* **Your assignment**: Run through the data and copy out every line that mentions the word "format".

(Stored items)

========

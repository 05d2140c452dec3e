// SPDX-License-Identifier: MIT OR Apache-2.0
//! Ollama provider: local `/api/generate` endpoint, NDJSON streaming.

use super::{COMPLETE_TIMEOUT, STREAM_TIMEOUT, maybe_parse_json, read_json_response};
use crate::{Llm, LlmError, LlmResponse, TextStream};
use async_trait::async_trait;
use futures::StreamExt;
use serde_json::json;
use tokio::sync::mpsc;
use tokio_stream::wrappers::ReceiverStream;
use tracing::debug;

/// Client for an Ollama server.
#[derive(Debug, Clone)]
pub struct OllamaHttp {
    base_url: String,
    model: String,
    client: reqwest::Client,
}

impl OllamaHttp {
    /// Connect to `base_url` (e.g. `http://localhost:11434`) using `model`.
    pub fn new(base_url: impl Into<String>, model: impl Into<String>) -> Self {
        Self {
            base_url: base_url.into().trim_end_matches('/').to_string(),
            model: model.into(),
            client: reqwest::Client::new(),
        }
    }

    fn generate_url(&self) -> String {
        format!("{}/api/generate", self.base_url)
    }

    fn prompt(system: &str, user: &str) -> String {
        format!("<<SYS>>\n{system}\n<</SYS>>\n\n{user}")
    }
}

#[async_trait]
impl Llm for OllamaHttp {
    async fn complete(
        &self,
        system: &str,
        user: &str,
        json_mode: bool,
    ) -> Result<LlmResponse, LlmError> {
        let payload = json!({
            "model": self.model,
            "prompt": Self::prompt(system, user),
            "stream": false,
        });
        let resp = self
            .client
            .post(self.generate_url())
            .timeout(COMPLETE_TIMEOUT)
            .json(&payload)
            .send()
            .await?;
        let data = read_json_response(resp).await?;

        let text = data["response"].as_str().unwrap_or("").trim().to_string();
        Ok(LlmResponse {
            json: maybe_parse_json(json_mode, &text),
            text,
            model: self.model.clone(),
            usage: None,
        })
    }

    async fn stream(&self, system: &str, user: &str) -> Result<TextStream, LlmError> {
        let payload = json!({
            "model": self.model,
            "prompt": Self::prompt(system, user),
            "stream": true,
        });
        let resp = self
            .client
            .post(self.generate_url())
            .timeout(STREAM_TIMEOUT)
            .json(&payload)
            .send()
            .await?;
        let status = resp.status();
        if !status.is_success() {
            let body = resp.text().await.unwrap_or_default();
            return Err(LlmError::Status {
                status: status.as_u16(),
                body: body.chars().take(500).collect(),
            });
        }

        // NDJSON: one {"response": "..."} object per line; lines may split
        // across transport chunks, so buffer until a newline lands.
        let (tx, rx) = mpsc::channel::<Result<String, LlmError>>(16);
        let mut bytes = resp.bytes_stream();
        tokio::spawn(async move {
            let mut buffer = String::new();
            while let Some(chunk) = bytes.next().await {
                let chunk = match chunk {
                    Ok(c) => c,
                    Err(e) => {
                        let _ = tx.send(Err(LlmError::Transport(e))).await;
                        return;
                    }
                };
                buffer.push_str(&String::from_utf8_lossy(&chunk));
                while let Some(pos) = buffer.find('\n') {
                    let line: String = buffer.drain(..=pos).collect();
                    let line = line.trim();
                    if line.is_empty() {
                        continue;
                    }
                    let Ok(value) = serde_json::from_str::<serde_json::Value>(line) else {
                        debug!("skipping unparsable stream line");
                        continue;
                    };
                    if let Some(piece) = value["response"].as_str()
                        && !piece.is_empty()
                    {
                        if tx.send(Ok(piece.to_string())).await.is_err() {
                            return;
                        }
                    }
                }
            }
        });

        Ok(Box::pin(ReceiverStream::new(rx)))
    }
}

========

* **Exercise output**:
        format!("{}/api/generate", self.base_url)
        format!("<<SYS>>\n{system}\n<</SYS>>\n\n{user}")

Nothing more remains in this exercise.